» **Try it**
For the material below, state how many lines have the word "mobile" in them, with no other words.

----------------------------------------

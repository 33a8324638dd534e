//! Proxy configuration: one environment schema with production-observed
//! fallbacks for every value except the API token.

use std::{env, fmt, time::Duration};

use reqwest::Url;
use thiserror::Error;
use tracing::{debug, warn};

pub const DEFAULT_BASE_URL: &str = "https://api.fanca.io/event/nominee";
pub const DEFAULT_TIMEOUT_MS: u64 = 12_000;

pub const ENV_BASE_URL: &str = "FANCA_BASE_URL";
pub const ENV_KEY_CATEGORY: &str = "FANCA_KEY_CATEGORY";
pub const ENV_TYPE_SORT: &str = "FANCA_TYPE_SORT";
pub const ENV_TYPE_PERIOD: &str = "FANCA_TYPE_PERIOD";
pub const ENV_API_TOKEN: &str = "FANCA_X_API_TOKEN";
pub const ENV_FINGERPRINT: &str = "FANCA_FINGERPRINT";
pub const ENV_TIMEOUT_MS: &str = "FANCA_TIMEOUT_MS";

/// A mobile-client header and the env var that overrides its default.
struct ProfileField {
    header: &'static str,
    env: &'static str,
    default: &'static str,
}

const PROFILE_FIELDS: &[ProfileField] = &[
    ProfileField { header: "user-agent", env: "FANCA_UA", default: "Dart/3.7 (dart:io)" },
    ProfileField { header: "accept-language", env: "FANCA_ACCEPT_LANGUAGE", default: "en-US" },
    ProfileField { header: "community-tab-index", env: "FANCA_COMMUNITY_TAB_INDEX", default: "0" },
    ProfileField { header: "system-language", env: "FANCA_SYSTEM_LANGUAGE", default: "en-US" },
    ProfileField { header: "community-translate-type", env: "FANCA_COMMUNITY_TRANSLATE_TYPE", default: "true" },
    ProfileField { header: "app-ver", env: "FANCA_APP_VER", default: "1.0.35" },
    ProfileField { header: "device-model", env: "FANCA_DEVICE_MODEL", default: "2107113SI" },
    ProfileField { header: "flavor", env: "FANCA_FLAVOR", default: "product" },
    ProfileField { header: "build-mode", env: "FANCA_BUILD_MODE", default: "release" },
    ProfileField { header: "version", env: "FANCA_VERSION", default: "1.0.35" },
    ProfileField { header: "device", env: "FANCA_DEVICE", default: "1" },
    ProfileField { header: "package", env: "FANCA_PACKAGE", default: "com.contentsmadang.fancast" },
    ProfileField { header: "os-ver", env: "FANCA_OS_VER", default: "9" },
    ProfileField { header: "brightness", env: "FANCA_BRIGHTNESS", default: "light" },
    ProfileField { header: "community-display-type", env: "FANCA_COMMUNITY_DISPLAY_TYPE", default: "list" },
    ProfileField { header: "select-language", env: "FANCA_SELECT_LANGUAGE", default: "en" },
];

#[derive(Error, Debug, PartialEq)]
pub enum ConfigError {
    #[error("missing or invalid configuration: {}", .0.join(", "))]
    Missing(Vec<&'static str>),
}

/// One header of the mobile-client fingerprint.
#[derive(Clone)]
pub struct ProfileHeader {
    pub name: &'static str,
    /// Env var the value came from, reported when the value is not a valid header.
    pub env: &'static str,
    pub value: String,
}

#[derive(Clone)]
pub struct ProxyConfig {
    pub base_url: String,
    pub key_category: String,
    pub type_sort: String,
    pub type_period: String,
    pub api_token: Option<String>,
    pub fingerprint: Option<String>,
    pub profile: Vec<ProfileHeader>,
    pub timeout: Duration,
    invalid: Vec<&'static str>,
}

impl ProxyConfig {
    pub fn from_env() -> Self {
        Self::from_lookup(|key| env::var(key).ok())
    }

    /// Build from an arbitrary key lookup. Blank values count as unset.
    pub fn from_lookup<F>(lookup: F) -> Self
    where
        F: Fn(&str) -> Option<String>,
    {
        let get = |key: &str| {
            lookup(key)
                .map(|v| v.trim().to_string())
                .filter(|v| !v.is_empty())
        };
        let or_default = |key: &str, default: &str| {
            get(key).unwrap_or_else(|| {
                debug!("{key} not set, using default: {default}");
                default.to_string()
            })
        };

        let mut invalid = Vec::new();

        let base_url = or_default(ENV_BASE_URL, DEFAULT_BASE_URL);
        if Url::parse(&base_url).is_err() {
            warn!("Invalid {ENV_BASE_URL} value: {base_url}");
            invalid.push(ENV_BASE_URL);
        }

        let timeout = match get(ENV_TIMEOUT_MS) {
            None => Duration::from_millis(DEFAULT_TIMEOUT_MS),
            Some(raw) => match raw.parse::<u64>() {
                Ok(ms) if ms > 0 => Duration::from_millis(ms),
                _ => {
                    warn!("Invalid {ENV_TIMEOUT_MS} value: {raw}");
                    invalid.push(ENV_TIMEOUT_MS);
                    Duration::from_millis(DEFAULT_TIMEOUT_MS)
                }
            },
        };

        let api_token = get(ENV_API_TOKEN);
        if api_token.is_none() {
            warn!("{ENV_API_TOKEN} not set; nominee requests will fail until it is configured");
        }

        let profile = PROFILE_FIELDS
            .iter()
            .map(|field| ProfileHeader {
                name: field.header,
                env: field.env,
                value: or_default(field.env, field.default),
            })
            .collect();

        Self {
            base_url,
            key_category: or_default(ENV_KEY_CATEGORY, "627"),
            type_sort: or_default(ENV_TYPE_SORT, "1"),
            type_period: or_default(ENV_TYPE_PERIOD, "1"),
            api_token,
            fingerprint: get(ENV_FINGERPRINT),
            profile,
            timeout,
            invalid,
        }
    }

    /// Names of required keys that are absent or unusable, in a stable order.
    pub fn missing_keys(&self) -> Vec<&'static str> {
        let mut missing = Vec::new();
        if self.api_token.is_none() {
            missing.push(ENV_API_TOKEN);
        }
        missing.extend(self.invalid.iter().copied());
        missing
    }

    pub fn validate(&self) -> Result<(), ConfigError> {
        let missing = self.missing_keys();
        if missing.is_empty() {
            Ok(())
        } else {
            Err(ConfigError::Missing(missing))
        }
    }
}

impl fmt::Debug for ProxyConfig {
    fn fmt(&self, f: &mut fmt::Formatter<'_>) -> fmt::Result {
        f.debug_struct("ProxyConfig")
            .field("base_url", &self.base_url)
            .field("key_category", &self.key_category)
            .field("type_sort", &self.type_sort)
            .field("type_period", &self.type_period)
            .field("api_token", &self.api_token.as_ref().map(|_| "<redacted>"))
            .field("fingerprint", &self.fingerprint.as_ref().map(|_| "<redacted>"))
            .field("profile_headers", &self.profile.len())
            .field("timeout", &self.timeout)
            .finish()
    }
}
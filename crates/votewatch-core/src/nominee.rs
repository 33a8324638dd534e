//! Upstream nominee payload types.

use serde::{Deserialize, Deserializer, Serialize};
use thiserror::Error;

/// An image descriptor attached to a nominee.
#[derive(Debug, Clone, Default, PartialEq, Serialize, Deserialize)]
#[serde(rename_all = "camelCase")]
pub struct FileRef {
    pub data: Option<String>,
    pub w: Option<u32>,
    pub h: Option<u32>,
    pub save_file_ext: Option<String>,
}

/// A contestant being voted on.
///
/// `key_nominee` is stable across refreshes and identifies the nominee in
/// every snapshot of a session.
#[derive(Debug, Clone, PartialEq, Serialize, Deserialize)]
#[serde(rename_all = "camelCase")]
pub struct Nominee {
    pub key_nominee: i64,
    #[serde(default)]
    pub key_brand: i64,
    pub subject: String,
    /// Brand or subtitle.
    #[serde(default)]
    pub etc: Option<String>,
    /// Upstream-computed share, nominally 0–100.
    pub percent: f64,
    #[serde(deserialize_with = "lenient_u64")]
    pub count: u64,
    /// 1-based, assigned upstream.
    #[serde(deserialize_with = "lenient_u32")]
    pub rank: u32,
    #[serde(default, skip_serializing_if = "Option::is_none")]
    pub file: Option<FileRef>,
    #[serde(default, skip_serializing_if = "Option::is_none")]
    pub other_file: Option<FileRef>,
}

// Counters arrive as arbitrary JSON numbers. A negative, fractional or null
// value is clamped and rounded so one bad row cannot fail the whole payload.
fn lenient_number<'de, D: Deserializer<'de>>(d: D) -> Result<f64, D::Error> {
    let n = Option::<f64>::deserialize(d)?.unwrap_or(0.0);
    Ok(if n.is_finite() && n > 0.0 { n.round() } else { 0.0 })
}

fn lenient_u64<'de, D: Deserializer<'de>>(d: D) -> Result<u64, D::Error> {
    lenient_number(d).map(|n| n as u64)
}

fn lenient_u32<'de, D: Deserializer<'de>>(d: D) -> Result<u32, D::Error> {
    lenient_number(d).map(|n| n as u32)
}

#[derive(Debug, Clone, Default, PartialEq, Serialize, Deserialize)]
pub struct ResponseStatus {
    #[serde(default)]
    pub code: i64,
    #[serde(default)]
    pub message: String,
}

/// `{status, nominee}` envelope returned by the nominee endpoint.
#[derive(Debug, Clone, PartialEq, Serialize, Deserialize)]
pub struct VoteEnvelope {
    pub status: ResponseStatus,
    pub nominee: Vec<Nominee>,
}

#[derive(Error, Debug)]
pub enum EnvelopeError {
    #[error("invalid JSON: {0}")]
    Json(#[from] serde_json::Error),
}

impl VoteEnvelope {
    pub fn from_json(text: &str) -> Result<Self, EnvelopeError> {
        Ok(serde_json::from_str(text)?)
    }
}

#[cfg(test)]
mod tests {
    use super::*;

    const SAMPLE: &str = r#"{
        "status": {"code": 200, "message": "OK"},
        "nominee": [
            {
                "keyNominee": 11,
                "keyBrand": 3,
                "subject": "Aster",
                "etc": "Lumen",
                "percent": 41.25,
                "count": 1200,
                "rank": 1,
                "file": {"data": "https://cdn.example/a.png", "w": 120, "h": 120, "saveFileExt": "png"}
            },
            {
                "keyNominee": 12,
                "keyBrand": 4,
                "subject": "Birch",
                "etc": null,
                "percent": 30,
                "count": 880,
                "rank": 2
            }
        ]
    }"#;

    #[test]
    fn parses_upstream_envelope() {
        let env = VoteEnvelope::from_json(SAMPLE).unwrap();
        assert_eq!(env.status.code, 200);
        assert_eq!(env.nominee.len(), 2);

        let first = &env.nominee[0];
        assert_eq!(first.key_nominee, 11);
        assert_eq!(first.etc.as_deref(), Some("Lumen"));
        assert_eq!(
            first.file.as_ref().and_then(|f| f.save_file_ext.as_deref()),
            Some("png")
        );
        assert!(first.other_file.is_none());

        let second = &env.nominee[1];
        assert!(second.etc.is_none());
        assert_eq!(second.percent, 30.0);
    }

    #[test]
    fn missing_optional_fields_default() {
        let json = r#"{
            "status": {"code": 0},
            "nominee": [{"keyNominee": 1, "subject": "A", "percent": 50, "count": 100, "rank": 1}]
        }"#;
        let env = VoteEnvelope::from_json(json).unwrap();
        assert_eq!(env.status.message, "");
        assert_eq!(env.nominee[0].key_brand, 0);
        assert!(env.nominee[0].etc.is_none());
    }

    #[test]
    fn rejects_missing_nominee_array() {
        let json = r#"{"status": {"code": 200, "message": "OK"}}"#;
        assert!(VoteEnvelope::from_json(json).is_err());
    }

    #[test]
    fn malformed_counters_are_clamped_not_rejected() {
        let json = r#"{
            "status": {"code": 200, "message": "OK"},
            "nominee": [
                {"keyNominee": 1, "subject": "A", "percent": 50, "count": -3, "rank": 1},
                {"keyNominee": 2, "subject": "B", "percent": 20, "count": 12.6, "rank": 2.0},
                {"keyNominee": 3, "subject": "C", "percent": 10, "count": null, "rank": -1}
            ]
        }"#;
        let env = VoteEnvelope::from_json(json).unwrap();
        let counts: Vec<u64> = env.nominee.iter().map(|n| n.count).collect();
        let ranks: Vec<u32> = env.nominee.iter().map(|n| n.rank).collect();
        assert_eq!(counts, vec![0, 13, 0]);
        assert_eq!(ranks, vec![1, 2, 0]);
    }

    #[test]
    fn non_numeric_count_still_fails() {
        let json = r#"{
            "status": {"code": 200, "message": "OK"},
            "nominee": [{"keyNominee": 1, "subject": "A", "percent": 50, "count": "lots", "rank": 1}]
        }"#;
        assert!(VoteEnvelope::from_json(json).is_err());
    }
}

----------------------------------------

» **Task result**
2